▶ Exercise objective:
In total, how many lines of the data contain the word "ValueType"? Only that number is wanted.

▶ Material shown:
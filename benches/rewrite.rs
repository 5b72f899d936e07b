//! Benchmarks for a rewrite run.
//!
//! Builds a synthetic stripped module with many value types and classes, then measures
//! registration, member creation and deferred classification together.

extern crate reforge;

use criterion::{criterion_group, criterion_main, Criterion};
use reforge::{
    metadata::generics::{GenericParam, GenericParamOwner},
    prelude::*,
};
use std::{hint::black_box, sync::Arc};

const TYPES: u32 = 200;

fn builtin(module: &ModuleDefinition, row: u32, name: &str, base: &CilTypeRc) {
    let ty = Arc::new(CilType::new(
        Token::from_parts(TokenTable::TYPE_DEF, row),
        CilFlavor::ValueType,
        "System",
        name,
        TypeAttributes::PUBLIC | TypeAttributes::SEALED,
    ));
    ty.set_base(base).unwrap();
    module.insert(ty).unwrap();
}

fn imports() -> Arc<ImportTable> {
    let corlib = Arc::new(ModuleDefinition::new("mscorlib.dll", "mscorlib"));
    let value_type = Arc::new(CilType::new(
        Token::from_parts(TokenTable::TYPE_DEF, 1),
        CilFlavor::Class,
        "System",
        "ValueType",
        TypeAttributes::PUBLIC,
    ));
    corlib.insert(value_type.clone()).unwrap();
    corlib
        .insert(Arc::new(CilType::new(
            Token::from_parts(TokenTable::TYPE_DEF, 2),
            CilFlavor::Class,
            "System",
            "String",
            TypeAttributes::PUBLIC,
        )))
        .unwrap();
    for (row, name) in [(3, "UInt32"), (4, "IntPtr"), (5, "Int32")] {
        builtin(&corlib, row, name, &value_type);
    }

    let support = Arc::new(ModuleDefinition::new(
        "UnhollowerBaseLib.dll",
        "UnhollowerBaseLib",
    ));
    let ctor = |row: u32, params: Vec<Param>| {
        Arc::new(Method::new(
            Token::from_parts(TokenTable::METHOD_DEF, row),
            ".ctor",
            MethodAccessFlags::PUBLIC,
            MethodModifiers::HIDE_BY_SIG,
            TypeSignature::Void,
            params,
        ))
    };
    for (row, name) in [(1, "ObfuscatedNameAttribute"), (2, "NativeTypeTokenAttribute")] {
        let attribute = Arc::new(CilType::new(
            Token::from_parts(TokenTable::TYPE_DEF, row),
            CilFlavor::Class,
            "UnhollowerBaseLib.Attributes",
            name,
            TypeAttributes::PUBLIC,
        ));
        let params = if row == 1 {
            vec![Param::new("name", TypeSignature::String)]
        } else {
            vec![]
        };
        attribute.methods.push(ctor(row, params));
        support.insert(attribute).unwrap();
    }
    let store = Arc::new(CilType::new(
        Token::from_parts(TokenTable::TYPE_DEF, 3),
        CilFlavor::Class,
        "UnhollowerBaseLib",
        "Il2CppClassPointerStore`1",
        TypeAttributes::PUBLIC,
    ));
    store
        .generic_params
        .push(Arc::new(GenericParam::new(
            Token::from_parts(TokenTable::GENERIC_PARAM, 1),
            0,
            "T",
            GenericParamOwner::Type(store.token),
        )));
    support.insert(store).unwrap();

    Arc::new(ImportTable::new(corlib, support))
}

fn stripped_module(value_type: &CilTypeRc) -> ModuleDefRc {
    let module = Arc::new(ModuleDefinition::new(
        "Assembly-CSharp.dll",
        "Assembly-CSharp",
    ));

    let mut previous: Option<CilTypeRc> = None;
    for row in 1..=TYPES {
        let is_struct = row % 2 == 0;
        let ty = Arc::new(CilType::new(
            Token::from_parts(TokenTable::TYPE_DEF, row),
            if is_struct {
                CilFlavor::ValueType
            } else {
                CilFlavor::Class
            },
            "Game",
            &format!("Type{row}"),
            TypeAttributes::PUBLIC,
        ));
        if is_struct {
            ty.set_base(value_type).unwrap();
        }

        for index in 0..8 {
            let signature = match (&previous, index) {
                (Some(previous), 0) if is_struct => TypeSignature::Type(CilTypeRef::new(previous)),
                _ => TypeSignature::I4,
            };
            ty.fields.push(Arc::new(Field::new(
                Token::from_parts(TokenTable::FIELD, row * 16 + index),
                &format!("\u{0001}{index}"),
                FieldAttributes::PRIVATE,
                signature,
            )));
            ty.methods.push(Arc::new(Method::new(
                Token::from_parts(TokenTable::METHOD_DEF, row * 16 + index),
                "Invoke",
                MethodAccessFlags::PUBLIC,
                MethodModifiers::HIDE_BY_SIG,
                TypeSignature::Void,
                vec![Param::new("value", TypeSignature::I4)],
            )));
        }

        if is_struct {
            previous = Some(ty.clone());
        }
        module.insert(ty).unwrap();
    }
    module
}

/// Benchmark a complete run: registration, members and classification.
fn bench_full_run(c: &mut Criterion) {
    let imports = imports();
    let value_type = Arc::new(CilType::new(
        Token::from_parts(TokenTable::TYPE_DEF, 1),
        CilFlavor::Class,
        "System",
        "ValueType",
        TypeAttributes::PUBLIC,
    ));
    let original = stripped_module(&value_type);

    c.bench_function("rewrite_full_run_200_types", |b| {
        b.iter(|| {
            let assembly = AssemblyRewriteContext::new(
                original.clone(),
                Arc::new(ModuleDefinition::new("Out.dll", "Out")),
                imports.clone(),
                RewriteConfig::default(),
            );
            for ty in original.types() {
                let new_type = assembly.create_new_type(ty, &ty.name).unwrap();
                assembly
                    .create_type_context(ty, new_type, TypeRewriteSemantic::for_stripped(ty))
                    .unwrap();
            }
            assembly.close_registration();
            assembly.add_all_members().unwrap();
            assembly.resolve_type_specifics().unwrap();
            black_box(assembly)
        });
    });
}

criterion_group!(benches, bench_full_run);
criterion_main!(benches);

▶ Task solution:
4